CLOCK AND WATCH-MAKING,

THEORETICAL AND PRACTICAL.

CHAPTER I.

Introductory and Historical Remarks-Vick's Clock, &c. THE art of constructing machines for measuring time has sometimes been denominated Horology. This word is derived from the Greek Q, (through the Latin Horologium) compounded of g, an hour, and yw, to read or point out; hence gayir, a machine for indicating the hours of the day.

Long before sun-dials were invented, Clepsydræ, or water clocks, had been made in the most remote periods of antiquity, and were used in Asia, China, India, Chaldea, Egypt, and Greece, where Plato introduced them. Julius Caesar found them even in Britain when he carried his arms thither, and it was by them he observed that the nights in this climate were shorter than those in Italy; (see his Commentaries, lib. v. xiii.) Clepsydræ had been known at Rome about an hundred years before this, and it is probable, they may have been as long known in Britain, seeing the early intercourse the Phoenicians had with our ancestors in quest of tin.

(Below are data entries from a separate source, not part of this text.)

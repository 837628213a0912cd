//! Block, line and span types.

use serde::{Deserialize, Serialize};

/// A block as reported by the renderer: a visual paragraph of lines.
#[derive(Debug, Clone, Default, PartialEq, Serialize, Deserialize)]
pub struct Block {
    /// Renderer block type (0 = text, anything else = non-text)
    #[serde(rename = "type", default)]
    pub kind: BlockKind,

    /// Lines in the block; absent for image blocks
    #[serde(default)]
    pub lines: Vec<Line>,
}

impl Block {
    /// Create a text block.
    pub fn text(lines: Vec<Line>) -> Self {
        Self {
            kind: BlockKind::Text,
            lines,
        }
    }

    /// Create an image block. Image blocks carry no lines.
    pub fn image() -> Self {
        Self {
            kind: BlockKind::Image,
            lines: Vec::new(),
        }
    }

    /// Check if this is a text block.
    pub fn is_text(&self) -> bool {
        self.kind == BlockKind::Text
    }

    /// First span of the first line, if any.
    ///
    /// This is the only span of a block that the title scan looks at.
    pub fn first_span(&self) -> Option<&Span> {
        self.lines.first().and_then(|line| line.spans.first())
    }

    /// Iterate over the spans of all lines.
    pub fn spans(&self) -> impl Iterator<Item = &Span> + '_ {
        self.lines.iter().flat_map(|line| line.spans.iter())
    }

    /// Raw text content: each line's spans concatenated, lines joined by newlines.
    pub fn raw_text(&self) -> String {
        self.lines
            .iter()
            .map(|line| line.text())
            .collect::<Vec<_>>()
            .join("\n")
    }
}

/// Renderer block type.
#[derive(Debug, Clone, Copy, Default, PartialEq, Eq, Serialize, Deserialize)]
#[serde(from = "i64", into = "i64")]
pub enum BlockKind {
    /// Text block (renderer type 0)
    #[default]
    Text,
    /// Image or other non-text block
    Image,
}

impl From<i64> for BlockKind {
    fn from(value: i64) -> Self {
        match value {
            0 => BlockKind::Text,
            _ => BlockKind::Image,
        }
    }
}

impl From<BlockKind> for i64 {
    fn from(kind: BlockKind) -> Self {
        match kind {
            BlockKind::Text => 0,
            BlockKind::Image => 1,
        }
    }
}

/// A line of spans on the same baseline.
#[derive(Debug, Clone, Default, PartialEq, Serialize, Deserialize)]
pub struct Line {
    /// Spans in reading order
    #[serde(default)]
    pub spans: Vec<Span>,
}

impl Line {
    /// Create a line from spans.
    pub fn new(spans: Vec<Span>) -> Self {
        Self { spans }
    }

    /// Concatenated text of all spans.
    pub fn text(&self) -> String {
        self.spans.iter().map(|s| s.text.as_str()).collect()
    }
}

/// The smallest unit of rendered text carrying a font size.
#[derive(Debug, Clone, Default, PartialEq, Serialize, Deserialize)]
pub struct Span {
    /// The text content
    #[serde(default)]
    pub text: String,

    /// Font size in points
    #[serde(rename = "size", alias = "font_size", default)]
    pub font_size: f64,

    /// Font name (e.g., "NimbusRomNo9L-Medi")
    #[serde(default, skip_serializing_if = "Option::is_none")]
    pub font: Option<String>,
}

impl Span {
    /// Create a new span.
    pub fn new(text: impl Into<String>, font_size: f64) -> Self {
        Self {
            text: text.into(),
            font_size,
            font: None,
        }
    }

    /// Set the font name.
    pub fn with_font(mut self, font: impl Into<String>) -> Self {
        self.font = Some(font.into());
        self
    }
}
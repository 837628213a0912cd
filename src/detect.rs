//! Span dump format detection.

use crate::error::{Error, Result};
use std::fs::File;
use std::io::{BufReader, Read};
use std::path::Path;

/// UTF-8 byte order mark, tolerated in front of a dump.
pub const UTF8_BOM: &[u8] = b"\xEF\xBB\xBF";

/// Maximum number of leading bytes inspected when sniffing a file.
const SNIFF_LEN: usize = 1024;

/// Top-level shape of a span dump.
#[derive(Debug, Clone, Copy, PartialEq, Eq)]
pub enum DumpLayout {
    /// A document object: `{"pages": [...]}`
    Document,
    /// A bare array of page objects, one renderer dump per page
    PageList,
}

impl std::fmt::Display for DumpLayout {
    fn fmt(&self, f: &mut std::fmt::Formatter<'_>) -> std::fmt::Result {
        match self {
            DumpLayout::Document => write!(f, "document object"),
            DumpLayout::PageList => write!(f, "page list"),
        }
    }
}

/// Detect the dump layout of a file.
///
/// # Example
/// ```no_run
/// use papersect::detect::detect_layout_from_path;
///
/// let layout = detect_layout_from_path("paper.json").unwrap();
/// println!("Layout: {}", layout);
/// ```
pub fn detect_layout_from_path<P: AsRef<Path>>(path: P) -> Result<DumpLayout> {
    let file = File::open(path)?;
    let mut header = Vec::with_capacity(SNIFF_LEN);
    BufReader::new(file)
        .take(SNIFF_LEN as u64)
        .read_to_end(&mut header)?;
    detect_layout_from_bytes(&header)
}

/// Detect the dump layout from the leading bytes of the input.
///
/// Only the first significant byte is inspected; the content itself is
/// validated when it is deserialized.
pub fn detect_layout_from_bytes(data: &[u8]) -> Result<DumpLayout> {
    let data = strip_bom(data);
    match data.iter().find(|b| !b.is_ascii_whitespace()) {
        Some(b'{') => Ok(DumpLayout::Document),
        Some(b'[') => Ok(DumpLayout::PageList),
        _ => Err(Error::UnknownFormat),
    }
}

/// Check if bytes look like a span dump.
pub fn is_span_dump_bytes(data: &[u8]) -> bool {
    detect_layout_from_bytes(data).is_ok()
}

/// Strip a leading UTF-8 byte order mark.
pub fn strip_bom(data: &[u8]) -> &[u8] {
    data.strip_prefix(UTF8_BOM).unwrap_or(data)
}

See a description of a very curious Clepsydra given by Mr. Hamilton in No. 479 of the Phil. Trans.

Toothed wheels, although known a considerable time before, were first applied to Clepsydræ by Ctesibius, a native of Alexandria, who lived 145 years before the Christian æra. But at what time, or by whom, the clock with toothed wheels, crown-wheel scapement, and the regulator in form of a cross suspended by a cord, with two weights

B

to shift on it when regulating the clock, was invented, can now only be guessed at, as no positive information on this subject has been handed down to us. It was this kind of clock, a large turret one, which Charles V. King of France, surnamed the Wise, caused to be made at Paris by Henry Vick, who was sent for from Germany for the express purpose, and which was put up in the tower of his palace about the year 1370. Julien Le Roy, who had seen this clock, has given some account of it in his edition of Sully's Règle artificielle de temps, Paris, 1737. See this ancient clock by Vick, in Plate I. No. 1. a description of which shall be given afterwards.

Before a clock could be brought even to the state of the one made by Vick, there must have been many alterations and progressive improvements upon that which had first been projected, so that it must have been invented at least two or three centuries before Vick's time.

As the same word for a sun-dial among the Greeks and Romans, was also that for a clock, disputes have arisen, whether the horologia of Pacificus and of Gerbert, were sun-dials or clocks. Father Alexander asserts, that the horologium of Gerbert was a clock; while Hamberger supposes it to have been a sun-dial, from the pole star having been employed in setting it. Pacificus was Archdeacon of Verona about the year 850. Gerbert was Pope, under the name of Silvester II. and made his clock at Magdeburg about the year 996.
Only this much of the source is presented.